After the intense storm and the mud, the audience thinned out and attendees started going home. But there were still some great acts coming on Sunday, including Johnny Winter, Blood, Sweat and Tears, The Band, and Crosby, Stills and Nash - the latter in their first public performance. Monday, Day 4, brought Sha Na Na, Paul Butterfield, and Jimi Hendrix. An analysis of Hendrix' legendary "Star-Spangled Banner" points out its explosive, violent and revolutionary electric guitar sounds "hooked us up with Vietnam." We hear a chunk of this Hendrix anthem, still as fresh, shocking, and brilliant as the morning it was made. (This film mentions only a few of the 33 Woodstock acts listed in the Wikipedia entry, but it's not their goal to enumerate performances.)

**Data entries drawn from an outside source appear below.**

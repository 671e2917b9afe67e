use thiserror::Error;

/// Error taxonomy for the face swap pipeline.
#[derive(Error, Debug)]
pub enum Error {
    #[error("OpenCV error: {0}")]
    OpenCv(#[from] opencv::Error),

    #[error("I/O error: {0}")]
    Io(#[from] std::io::Error),

    #[error("JSON error: {0}")]
    Json(#[from] serde_json::Error),

    #[error("array shape error: {0}")]
    Shape(#[from] ndarray::ShapeError),

    /// No face was found in an input image. Fatal for the run, the
    /// caller must supply a better image.
    #[error("no face detected in {image} image")]
    NoFaceDetected { image: String },

    /// `FaceSelection::Index` pointed past the detector results.
    #[error("face index {index} out of range, detector returned {count} face(s)")]
    FaceIndexOutOfRange { index: usize, count: usize },

    /// The landmark model (or a caller-supplied array) broke the
    /// fixed-point-count contract.
    #[error("landmark set has {got} points, expected {expected}")]
    LandmarkCountMismatch { expected: usize, got: usize },

    /// A triangulated vertex could not be mapped back to a landmark
    /// index. Recoverable, the offending triangle is dropped.
    #[error("triangle {triangle}: vertex ({x}, {y}) matches no landmark (nearest is {nearest_dist:.1} px away)")]
    LandmarkIndexMismatch {
        triangle: usize,
        x: i32,
        y: i32,
        nearest_dist: f32,
    },

    /// Collinear or out-of-frame triangle, the affine solve would be
    /// ill-defined. Recoverable, the triangle is skipped.
    #[error("degenerate triangle {index}: {reason}")]
    DegenerateTriangle { index: usize, reason: String },

    #[error("invalid image: {0}")]
    InvalidImage(String),

    #[error("invalid landmark data: {0}")]
    InvalidLandmarks(String),

    #[error("configuration error: {0}")]
    Config(String),
}

pub type Result<T> = std::result::Result<T, Error>;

Some report that the Woodstock experience changed their lives, made them "fully experience what 'the counter-culture' meant." In the last word, a Woodstock attendee says: "Everyone looking after one another, caring for one another...once I experienced that I made it the basis of all the rest of my life." Others must have had similar conversion experiences. But still, as John Defore says in his Hollywood Reporter (https://www.hollywoodreporter.com/review/woodstock-three-days-defined-a-generation-1208941) review, which calls Woodstock "the most romanticized music event in history," that the idea that any three days "defined a generation," particularly just a concert no matter how well attended, has to be an exaggerated claim. What this film provides is less intense scrutiny than pap for "nostalgic Baby Boomers," "a rosy view," Defore suggests. He has a point. Still, this film does take us a little closer to an authentically remarkable collective experience, providing both basic information for the younger generation and euphoric recall for the older one.
Woodstock: Three Days That Defined a Generation, 97 mins., by Goodman with co-director Jamila Ephron, made in conjunction with PBS, debuted at Tribeca April 28, 2019 and opens in select theaters on May 24, 2019.